◆ Extracted entries ◆
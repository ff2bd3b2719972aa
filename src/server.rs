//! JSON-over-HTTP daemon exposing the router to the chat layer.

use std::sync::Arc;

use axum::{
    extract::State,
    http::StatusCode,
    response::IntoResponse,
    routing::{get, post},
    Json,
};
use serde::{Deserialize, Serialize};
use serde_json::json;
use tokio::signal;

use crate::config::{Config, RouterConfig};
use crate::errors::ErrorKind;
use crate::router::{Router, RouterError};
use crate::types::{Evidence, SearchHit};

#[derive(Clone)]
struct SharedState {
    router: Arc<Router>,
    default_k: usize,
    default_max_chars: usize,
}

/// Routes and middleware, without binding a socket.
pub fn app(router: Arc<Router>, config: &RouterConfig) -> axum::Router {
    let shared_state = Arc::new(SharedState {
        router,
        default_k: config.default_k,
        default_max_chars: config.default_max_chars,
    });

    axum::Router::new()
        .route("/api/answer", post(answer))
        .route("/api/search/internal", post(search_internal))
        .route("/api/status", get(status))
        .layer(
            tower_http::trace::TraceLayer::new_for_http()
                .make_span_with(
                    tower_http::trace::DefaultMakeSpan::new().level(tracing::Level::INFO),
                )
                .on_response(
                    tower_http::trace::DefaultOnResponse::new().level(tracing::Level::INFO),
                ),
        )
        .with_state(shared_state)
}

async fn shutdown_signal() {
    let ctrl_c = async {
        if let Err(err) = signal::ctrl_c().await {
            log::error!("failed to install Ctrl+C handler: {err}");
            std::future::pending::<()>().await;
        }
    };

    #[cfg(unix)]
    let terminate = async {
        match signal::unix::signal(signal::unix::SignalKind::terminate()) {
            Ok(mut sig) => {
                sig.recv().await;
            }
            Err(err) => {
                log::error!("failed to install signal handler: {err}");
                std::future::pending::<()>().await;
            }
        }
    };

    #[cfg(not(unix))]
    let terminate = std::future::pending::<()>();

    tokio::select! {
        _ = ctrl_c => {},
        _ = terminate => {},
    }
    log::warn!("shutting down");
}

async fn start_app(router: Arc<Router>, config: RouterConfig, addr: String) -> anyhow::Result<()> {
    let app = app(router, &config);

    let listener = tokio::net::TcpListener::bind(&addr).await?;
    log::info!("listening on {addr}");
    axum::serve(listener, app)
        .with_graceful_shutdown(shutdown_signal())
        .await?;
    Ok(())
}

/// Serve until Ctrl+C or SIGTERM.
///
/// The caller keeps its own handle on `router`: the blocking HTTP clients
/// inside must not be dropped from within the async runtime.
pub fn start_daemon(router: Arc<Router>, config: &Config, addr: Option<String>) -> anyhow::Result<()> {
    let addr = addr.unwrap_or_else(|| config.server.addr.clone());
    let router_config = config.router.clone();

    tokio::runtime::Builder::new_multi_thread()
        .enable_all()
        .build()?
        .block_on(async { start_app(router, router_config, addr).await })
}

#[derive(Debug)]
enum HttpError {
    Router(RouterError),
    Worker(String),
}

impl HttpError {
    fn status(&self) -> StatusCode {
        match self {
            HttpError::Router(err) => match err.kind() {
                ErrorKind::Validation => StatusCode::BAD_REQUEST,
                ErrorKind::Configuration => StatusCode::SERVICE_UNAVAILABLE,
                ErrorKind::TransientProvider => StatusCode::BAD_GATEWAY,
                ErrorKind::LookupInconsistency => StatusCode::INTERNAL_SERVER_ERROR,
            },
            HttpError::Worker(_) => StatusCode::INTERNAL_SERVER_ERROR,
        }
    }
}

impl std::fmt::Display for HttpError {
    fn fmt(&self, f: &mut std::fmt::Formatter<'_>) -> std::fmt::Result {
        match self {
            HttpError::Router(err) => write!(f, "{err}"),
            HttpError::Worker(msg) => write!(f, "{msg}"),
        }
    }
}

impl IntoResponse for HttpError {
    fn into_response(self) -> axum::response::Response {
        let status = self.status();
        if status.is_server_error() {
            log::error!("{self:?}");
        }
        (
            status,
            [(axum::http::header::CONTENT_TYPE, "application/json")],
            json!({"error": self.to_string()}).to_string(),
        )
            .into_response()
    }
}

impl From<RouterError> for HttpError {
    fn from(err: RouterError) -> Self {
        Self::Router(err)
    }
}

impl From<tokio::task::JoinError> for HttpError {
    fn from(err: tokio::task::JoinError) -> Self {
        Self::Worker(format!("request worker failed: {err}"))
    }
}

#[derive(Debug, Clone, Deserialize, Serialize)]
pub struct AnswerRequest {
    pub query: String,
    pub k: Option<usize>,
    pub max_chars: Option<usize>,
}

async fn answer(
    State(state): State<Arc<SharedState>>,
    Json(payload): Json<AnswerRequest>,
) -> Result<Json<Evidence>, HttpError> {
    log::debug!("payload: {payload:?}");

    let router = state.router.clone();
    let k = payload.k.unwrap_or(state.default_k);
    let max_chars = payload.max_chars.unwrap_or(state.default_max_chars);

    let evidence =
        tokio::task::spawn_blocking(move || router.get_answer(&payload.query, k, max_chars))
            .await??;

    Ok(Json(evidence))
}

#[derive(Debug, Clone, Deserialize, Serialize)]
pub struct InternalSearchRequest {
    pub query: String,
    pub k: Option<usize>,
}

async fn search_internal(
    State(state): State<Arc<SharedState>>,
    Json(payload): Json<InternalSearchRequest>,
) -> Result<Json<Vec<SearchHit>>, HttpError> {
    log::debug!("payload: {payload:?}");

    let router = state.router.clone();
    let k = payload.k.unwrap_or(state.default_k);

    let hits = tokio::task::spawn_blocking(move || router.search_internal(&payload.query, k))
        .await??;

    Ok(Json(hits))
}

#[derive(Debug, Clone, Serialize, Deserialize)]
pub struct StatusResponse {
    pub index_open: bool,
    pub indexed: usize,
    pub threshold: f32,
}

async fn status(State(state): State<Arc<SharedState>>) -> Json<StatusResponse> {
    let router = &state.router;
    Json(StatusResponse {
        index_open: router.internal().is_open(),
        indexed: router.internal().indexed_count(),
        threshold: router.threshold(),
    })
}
---
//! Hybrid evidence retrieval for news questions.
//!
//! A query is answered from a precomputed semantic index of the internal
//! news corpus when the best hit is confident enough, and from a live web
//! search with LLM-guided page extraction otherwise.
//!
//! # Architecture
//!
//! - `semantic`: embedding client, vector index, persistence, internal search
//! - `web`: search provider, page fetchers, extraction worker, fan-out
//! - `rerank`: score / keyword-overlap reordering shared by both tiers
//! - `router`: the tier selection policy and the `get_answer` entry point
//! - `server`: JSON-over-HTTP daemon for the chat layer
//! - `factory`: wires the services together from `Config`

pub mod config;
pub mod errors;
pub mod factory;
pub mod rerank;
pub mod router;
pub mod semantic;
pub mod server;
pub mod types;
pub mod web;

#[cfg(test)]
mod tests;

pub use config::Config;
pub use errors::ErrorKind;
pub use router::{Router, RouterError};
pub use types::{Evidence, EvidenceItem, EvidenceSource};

◆ Exercise prompt ◆
Copy out each line of the data in which the word "tokio" appears.

◆ Result for this task ◆
use tokio::signal;
    tokio::select! {
    let listener = tokio::net::TcpListener::bind(&addr).await?;
    tokio::runtime::Builder::new_multi_thread()
impl From<tokio::task::JoinError> for HttpError {
    fn from(err: tokio::task::JoinError) -> Self {
        tokio::task::spawn_blocking(move || router.get_answer(&payload.query, k, max_chars))
    let hits = tokio::task::spawn_blocking(move || router.search_internal(&payload.query, k))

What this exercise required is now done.